- EXCERPTED RECORDS:
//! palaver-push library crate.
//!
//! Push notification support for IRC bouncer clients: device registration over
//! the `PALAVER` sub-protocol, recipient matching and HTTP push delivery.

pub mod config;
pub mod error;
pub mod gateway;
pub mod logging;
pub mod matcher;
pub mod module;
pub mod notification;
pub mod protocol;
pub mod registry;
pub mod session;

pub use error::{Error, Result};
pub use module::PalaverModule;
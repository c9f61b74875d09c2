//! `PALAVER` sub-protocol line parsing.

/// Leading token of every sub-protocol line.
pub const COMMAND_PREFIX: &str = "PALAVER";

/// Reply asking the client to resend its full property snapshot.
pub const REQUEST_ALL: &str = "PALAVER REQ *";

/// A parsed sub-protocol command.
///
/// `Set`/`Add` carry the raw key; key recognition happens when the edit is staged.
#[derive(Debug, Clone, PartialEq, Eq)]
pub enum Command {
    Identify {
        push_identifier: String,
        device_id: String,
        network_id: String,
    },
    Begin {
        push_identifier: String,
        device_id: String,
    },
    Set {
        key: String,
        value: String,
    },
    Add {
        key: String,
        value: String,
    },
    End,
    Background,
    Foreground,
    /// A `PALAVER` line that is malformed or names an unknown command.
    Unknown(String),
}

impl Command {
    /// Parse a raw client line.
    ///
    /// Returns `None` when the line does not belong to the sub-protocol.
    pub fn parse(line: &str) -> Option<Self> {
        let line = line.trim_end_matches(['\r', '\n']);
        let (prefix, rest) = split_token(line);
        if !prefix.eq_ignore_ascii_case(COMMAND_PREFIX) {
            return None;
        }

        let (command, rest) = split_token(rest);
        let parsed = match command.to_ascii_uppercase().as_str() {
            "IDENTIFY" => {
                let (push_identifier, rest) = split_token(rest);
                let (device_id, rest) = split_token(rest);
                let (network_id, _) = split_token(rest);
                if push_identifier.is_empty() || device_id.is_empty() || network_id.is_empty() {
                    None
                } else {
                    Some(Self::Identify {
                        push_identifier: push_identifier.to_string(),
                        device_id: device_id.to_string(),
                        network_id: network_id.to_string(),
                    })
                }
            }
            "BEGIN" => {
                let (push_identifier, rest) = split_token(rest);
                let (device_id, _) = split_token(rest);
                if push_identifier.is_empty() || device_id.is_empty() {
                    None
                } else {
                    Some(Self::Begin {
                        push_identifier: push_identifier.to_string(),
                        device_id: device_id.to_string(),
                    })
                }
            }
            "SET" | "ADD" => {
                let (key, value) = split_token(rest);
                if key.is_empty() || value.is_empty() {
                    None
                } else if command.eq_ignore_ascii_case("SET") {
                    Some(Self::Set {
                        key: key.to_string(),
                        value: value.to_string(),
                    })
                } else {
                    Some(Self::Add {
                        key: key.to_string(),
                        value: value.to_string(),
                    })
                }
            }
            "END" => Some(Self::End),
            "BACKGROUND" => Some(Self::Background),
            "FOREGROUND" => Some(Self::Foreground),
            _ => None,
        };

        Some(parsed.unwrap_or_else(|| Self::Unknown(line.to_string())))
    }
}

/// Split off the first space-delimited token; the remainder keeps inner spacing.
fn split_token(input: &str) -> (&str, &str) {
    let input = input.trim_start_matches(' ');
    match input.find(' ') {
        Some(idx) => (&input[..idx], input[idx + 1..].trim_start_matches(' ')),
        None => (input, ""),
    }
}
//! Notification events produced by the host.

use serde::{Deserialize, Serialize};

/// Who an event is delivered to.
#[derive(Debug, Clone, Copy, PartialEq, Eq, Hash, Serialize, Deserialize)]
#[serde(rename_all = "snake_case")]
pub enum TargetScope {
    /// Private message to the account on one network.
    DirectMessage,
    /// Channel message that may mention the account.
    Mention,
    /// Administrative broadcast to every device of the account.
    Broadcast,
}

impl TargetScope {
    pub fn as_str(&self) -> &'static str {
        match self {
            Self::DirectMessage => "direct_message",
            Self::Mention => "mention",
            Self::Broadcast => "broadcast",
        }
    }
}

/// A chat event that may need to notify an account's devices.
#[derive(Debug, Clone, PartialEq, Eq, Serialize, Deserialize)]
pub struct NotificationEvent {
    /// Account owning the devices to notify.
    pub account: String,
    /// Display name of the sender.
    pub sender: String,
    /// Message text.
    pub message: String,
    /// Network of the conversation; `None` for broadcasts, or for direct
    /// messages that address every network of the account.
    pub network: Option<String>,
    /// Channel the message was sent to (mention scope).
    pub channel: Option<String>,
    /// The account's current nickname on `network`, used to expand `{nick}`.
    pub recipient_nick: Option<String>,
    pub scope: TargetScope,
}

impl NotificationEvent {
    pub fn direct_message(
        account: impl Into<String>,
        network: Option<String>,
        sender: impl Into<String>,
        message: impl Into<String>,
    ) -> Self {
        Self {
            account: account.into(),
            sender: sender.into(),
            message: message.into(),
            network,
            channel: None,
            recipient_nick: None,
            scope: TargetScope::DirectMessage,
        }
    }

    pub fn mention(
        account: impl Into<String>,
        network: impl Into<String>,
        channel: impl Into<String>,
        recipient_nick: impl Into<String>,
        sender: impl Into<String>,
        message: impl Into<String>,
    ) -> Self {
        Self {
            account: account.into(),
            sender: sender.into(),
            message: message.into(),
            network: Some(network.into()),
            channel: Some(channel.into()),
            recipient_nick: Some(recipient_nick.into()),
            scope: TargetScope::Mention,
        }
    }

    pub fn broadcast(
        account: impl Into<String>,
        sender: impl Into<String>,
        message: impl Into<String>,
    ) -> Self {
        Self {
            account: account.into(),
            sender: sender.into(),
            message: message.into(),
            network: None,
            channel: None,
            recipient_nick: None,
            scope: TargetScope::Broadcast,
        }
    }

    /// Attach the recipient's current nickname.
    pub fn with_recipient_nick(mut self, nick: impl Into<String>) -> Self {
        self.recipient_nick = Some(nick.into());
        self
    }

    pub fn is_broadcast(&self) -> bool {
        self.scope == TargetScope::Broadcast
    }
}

- EXERCISE AIM:
Exactly as written above, reproduce all of the entries.

- TASK ANSWER:
//! palaver-push library crate.
//!
//! Push notification support for IRC bouncer clients: device registration over
//! the `PALAVER` sub-protocol, recipient matching and HTTP push delivery.

pub mod config;
pub mod error;
pub mod gateway;
pub mod logging;
pub mod matcher;
pub mod module;
pub mod notification;
pub mod protocol;
pub mod registry;
pub mod session;

pub use error::{Error, Result};
pub use module::PalaverModule;
repository c9f61b74875d09c2
//! `PALAVER` sub-protocol line parsing.

/// Leading token of every sub-protocol line.
pub const COMMAND_PREFIX: &str = "PALAVER";

/// Reply asking the client to resend its full property snapshot.
pub const REQUEST_ALL: &str = "PALAVER REQ *";

/// A parsed sub-protocol command.
///
/// `Set`/`Add` carry the raw key; key recognition happens when the edit is staged.
#[derive(Debug, Clone, PartialEq, Eq)]
pub enum Command {
    Identify {
        push_identifier: String,
        device_id: String,
        network_id: String,
    },
    Begin {
        push_identifier: String,
        device_id: String,
    },
    Set {
        key: String,
        value: String,
    },
    Add {
        key: String,
        value: String,
    },
    End,
    Background,
    Foreground,
    /// A `PALAVER` line that is malformed or names an unknown command.
    Unknown(String),
}

impl Command {
    /// Parse a raw client line.
    ///
    /// Returns `None` when the line does not belong to the sub-protocol.
    pub fn parse(line: &str) -> Option<Self> {
        let line = line.trim_end_matches(['\r', '\n']);
        let (prefix, rest) = split_token(line);
        if !prefix.eq_ignore_ascii_case(COMMAND_PREFIX) {
            return None;
        }

        let (command, rest) = split_token(rest);
        let parsed = match command.to_ascii_uppercase().as_str() {
            "IDENTIFY" => {
                let (push_identifier, rest) = split_token(rest);
                let (device_id, rest) = split_token(rest);
                let (network_id, _) = split_token(rest);
                if push_identifier.is_empty() || device_id.is_empty() || network_id.is_empty() {
                    None
                } else {
                    Some(Self::Identify {
                        push_identifier: push_identifier.to_string(),
                        device_id: device_id.to_string(),
                        network_id: network_id.to_string(),
                    })
                }
            }
            "BEGIN" => {
                let (push_identifier, rest) = split_token(rest);
                let (device_id, _) = split_token(rest);
                if push_identifier.is_empty() || device_id.is_empty() {
                    None
                } else {
                    Some(Self::Begin {
                        push_identifier: push_identifier.to_string(),
                        device_id: device_id.to_string(),
                    })
                }
            }
            "SET" | "ADD" => {
                let (key, value) = split_token(rest);
                if key.is_empty() || value.is_empty() {
                    None
                } else if command.eq_ignore_ascii_case("SET") {
                    Some(Self::Set {
                        key: key.to_string(),
                        value: value.to_string(),
                    })
                } else {
                    Some(Self::Add {
                        key: key.to_string(),
                        value: value.to_string(),
                    })
                }
            }
            "END" => Some(Self::End),
            "BACKGROUND" => Some(Self::Background),
            "FOREGROUND" => Some(Self::Foreground),
            _ => None,
        };

        Some(parsed.unwrap_or_else(|| Self::Unknown(line.to_string())))
    }
}

/// Split off the first space-delimited token; the remainder keeps inner spacing.
fn split_token(input: &str) -> (&str, &str) {
    let input = input.trim_start_matches(' ');
    match input.find(' ') {
        Some(idx) => (&input[..idx], input[idx + 1..].trim_start_matches(' ')),
        None => (input, ""),
    }
}
//! Notification events produced by the host.

use serde::{Deserialize, Serialize};

/// Who an event is delivered to.
#[derive(Debug, Clone, Copy, PartialEq, Eq, Hash, Serialize, Deserialize)]
#[serde(rename_all = "snake_case")]
pub enum TargetScope {
    /// Private message to the account on one network.
    DirectMessage,
    /// Channel message that may mention the account.
    Mention,
    /// Administrative broadcast to every device of the account.
    Broadcast,
}

impl TargetScope {
    pub fn as_str(&self) -> &'static str {
        match self {
            Self::DirectMessage => "direct_message",
            Self::Mention => "mention",
            Self::Broadcast => "broadcast",
        }
    }
}

/// A chat event that may need to notify an account's devices.
#[derive(Debug, Clone, PartialEq, Eq, Serialize, Deserialize)]
pub struct NotificationEvent {
    /// Account owning the devices to notify.
    pub account: String,
    /// Display name of the sender.
    pub sender: String,
    /// Message text.
    pub message: String,
    /// Network of the conversation; `None` for broadcasts, or for direct
    /// messages that address every network of the account.
    pub network: Option<String>,
    /// Channel the message was sent to (mention scope).
    pub channel: Option<String>,
    /// The account's current nickname on `network`, used to expand `{nick}`.
    pub recipient_nick: Option<String>,
    pub scope: TargetScope,
}

impl NotificationEvent {
    pub fn direct_message(
        account: impl Into<String>,
        network: Option<String>,
        sender: impl Into<String>,
        message: impl Into<String>,
    ) -> Self {
        Self {
            account: account.into(),
            sender: sender.into(),
            message: message.into(),
            network,
            channel: None,
            recipient_nick: None,
            scope: TargetScope::DirectMessage,
        }
    }

    pub fn mention(
        account: impl Into<String>,
        network: impl Into<String>,
        channel: impl Into<String>,
        recipient_nick: impl Into<String>,
        sender: impl Into<String>,
        message: impl Into<String>,
    ) -> Self {
        Self {
            account: account.into(),
            sender: sender.into(),
            message: message.into(),
            network: Some(network.into()),
            channel: Some(channel.into()),
            recipient_nick: Some(recipient_nick.into()),
            scope: TargetScope::Mention,
        }
    }

    pub fn broadcast(
        account: impl Into<String>,
        sender: impl Into<String>,
        message: impl Into<String>,
    ) -> Self {
        Self {
            account: account.into(),
            sender: sender.into(),
            message: message.into(),
            network: None,
            channel: None,
            recipient_nick: None,
            scope: TargetScope::Broadcast,
        }
    }

    /// Attach the recipient's current nickname.
    pub fn with_recipient_nick(mut self, nick: impl Into<String>) -> Self {
        self.recipient_nick = Some(nick.into());
        self
    }

    pub fn is_broadcast(&self) -> bool {
        self.scope == TargetScope::Broadcast
    }
}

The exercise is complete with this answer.